In a final analysis of the Peter Mac sponsored Azacitidine/Eltrombopag study, haematologist and research fellow, Dr Michael Dickinson, targets myelodysplastic syndromes and gives us a lay summary of the purpose of the trial.
Myelodysplastic syndromes are a group of conditions that lead to ineffective production of normal blood cells by the bone marrow. Patients present with low blood counts. Some require red blood cell transfusions or platelet transfusions and others have issues fighting infection due to low white cell count. These problems cause a significant impact on the quality of life. More seriously, a significant proportion of patients with myelodysplastic syndrome will go on to develop acute myeloid leukaemia. That complication is almost universally fatal. Acute myeloid leukaemia arising from myelodysplasia and myelodysplasia itself cannot be cured in the majority of patients and allogeneic transplantation offers curative treatment only to patients young enough and well enough to tolerate the side effects of that intensive therapy.
In 2011 azacitidine was approved for therapy of patients with myelodysplastic syndromes shown to be particularly at risk of conversion to AML. Azacitidine is a maintenance treatment and can improve blood counts in approximately 50% of patients and reduces the risk of transformation to acute myeloid leukemia, prolonging overall survival. Azacitidine is active for patients with lower risk myelodysplasia but is not approved in the Australian regulatory environment.
It has recently been recognised that thrombocytopenia (low platelet count) portends a higher risk of transformation to acute myeloid leukaemia. Patients with very low platelet counts have a higher risk of bleeding complications. This group of patients likely requires intervention with azacitidine; however, there is very limited evidence that early intervention changes long-term outcomes at this stage. This is clearly a higher-risk population that needs disease-modifying therapy.
As a complication of treatment azacitidine causes a transient worsening in the platelet count before its anti-disease effect occurs and the platelet count ultimately increases. Patients who suffer from low platelet counts during therapy with azacitidine are at risk of increased bleeding complications.
Eltrombopag is an agent that increases the platelet count by increasing the production of platelets by the bone marrow. This trial looked at the combination of the platelet-increasing agent together with azacitidine to assess whether the combination was tolerable and safe.
Between 2010 and 2013, 25 patients were recruited and the final results were presented at the Australian haematology conference in October 2014 and at the American Society conference in December 2014. Interim results had demonstrated that eltrombopag increased platelet count in a subset of patients and that the combination of eltrombopag and azacitidine was deliverable. The side effect profile was established and the preliminary evidence had provided the drug makers of eltrombopag with sufficient preliminary evidence to move towards a randomised trial to assess whether eltrombopag is both efficacious and safe in this patient population.

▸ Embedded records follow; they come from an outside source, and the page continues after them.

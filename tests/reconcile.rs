// End-to-end reconciliation against the sled store and the config writer
#[cfg(test)]
mod tests {
    use std::{path::Path, sync::Arc};

    use quay::{
        adapters::{ConfigRenderer, ConfigWriter, SledRouteStore},
        core::{ControlError, ControlPlane, Route},
    };
    use tempfile::TempDir;

    fn setup() -> (TempDir, TempDir, ControlPlane) {
        let data_dir = TempDir::new().unwrap();
        let conf_dir = TempDir::new().unwrap();
        let store = SledRouteStore::open(data_dir.path().join("routes.db")).unwrap();
        let control = ControlPlane::new(
            Arc::new(store),
            Arc::new(ConfigWriter::new(conf_dir.path())),
        );
        (data_dir, conf_dir, control)
    }

    fn conf_names(dir: &Path) -> Vec<String> {
        let mut names: Vec<String> = std::fs::read_dir(dir)
            .unwrap()
            .map(|e| e.unwrap().file_name().to_string_lossy().into_owned())
            .filter(|name| name.ends_with(".conf"))
            .collect();
        names.sort();
        names
    }

    #[tokio::test]
    async fn test_route_lifecycle_is_mirrored_on_disk() {
        let (_data, conf_dir, control) = setup();

        control
            .create_route(Route::new("svc", 80, vec!["a.example.com".to_string()]))
            .await
            .unwrap();
        assert!(conf_names(conf_dir.path()).is_empty());

        control
            .set_backends("svc", vec!["10.0.0.1:9000".to_string()])
            .await
            .unwrap();
        assert_eq!(
            conf_names(conf_dir.path()),
            vec![ConfigRenderer::file_name("svc")]
        );

        control.set_backends("svc", Vec::new()).await.unwrap();
        assert!(conf_names(conf_dir.path()).is_empty());
        assert_eq!(control.get_route("svc").await.unwrap().port, 80);

        control.delete_route("svc").await.unwrap();
        assert!(matches!(
            control.get_route("svc").await,
            Err(ControlError::NotFound(_))
        ));

        control.close().await.unwrap();
    }

    #[tokio::test]
    async fn test_reconcile_repairs_tampered_directory() {
        let (_data, conf_dir, control) = setup();

        for (name, port) in [("alpha", 8080), ("beta", 8081)] {
            control
                .create_route(
                    Route::new(name, port, vec![format!("{name}.example.com")])
                        .with_backends(vec!["127.0.0.1:9000".to_string()]),
                )
                .await
                .unwrap();
        }
        assert_eq!(conf_names(conf_dir.path()).len(), 2);

        let alpha = conf_dir.path().join(ConfigRenderer::file_name("alpha"));
        std::fs::remove_file(&alpha).unwrap();
        std::fs::write(conf_dir.path().join("stray.conf"), "server {}\n").unwrap();

        assert_eq!(control.reconcile().await.unwrap(), 2);

        let mut expected = vec![
            ConfigRenderer::file_name("alpha"),
            ConfigRenderer::file_name("beta"),
        ];
        expected.sort();
        assert_eq!(conf_names(conf_dir.path()), expected);
        assert!(std::fs::read_to_string(alpha).unwrap().contains("listen 8080;"));
    }

    #[tokio::test]
    async fn test_duplicate_create_is_rejected() {
        let (_data, _conf, control) = setup();

        let route = Route::new("svc", 80, vec!["a.example.com".to_string()]);
        control.create_route(route.clone()).await.unwrap();

        let err = control.create_route(route).await.unwrap_err();
        assert!(matches!(err, ControlError::AlreadyExists(_)));
        assert_eq!(err.status_code(), http::StatusCode::CONFLICT);
    }
}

The randomised study has recently opened in Australia at 5 sites, and will open at a further 165 sites in 28 countries. Michael Dickinson is the global Principal Investigator . The AzaE study placed Michael in a leadership role for this new randomised study and gave access to azacitidine and eltrombopag to 25 patients in Melbourne who otherwise may not have had access to disease-modifying therapy for their high-risk myelodysplasia.
The samples taken from the azaE study are allowing new research into the mechanisms of action of eltrombopag, the effect of this drug on stem cells in the bone marrow and research establishing peripheral blood biomarkers for diagnosis and prognosis in myelodysplastic syndromes. These pilot studies may then be extended to the samples collected from the MDS3 and MDS4 Australian myelodysplasia studies, which have larger patient cohorts. A new scientific collaboration with the Albert Einstein Hospital in New York has been established and Dr Mark Dawson’s new epigenetics fellow will be undertaking research using samples arising from this study (see article re George & Yolanda Klempfner Fellowship).
Dr Michael Dickinson is a haematologist at Peter MacCallum Cancer Centre and worked as the epigenetics Snowdome fellow from 2010 to 2013. He has recently been appointed as the Julie Borschmann fellow in multiple myeloma at the University of Melbourne and Peter Mac, where he will be continuing his research into blood cancers and epigenetics. Michael has been supported through the Victorian Cancer Agency and the Snowdome Foundation, the University of Melbourne and Peter MacCallum Cancer Centre.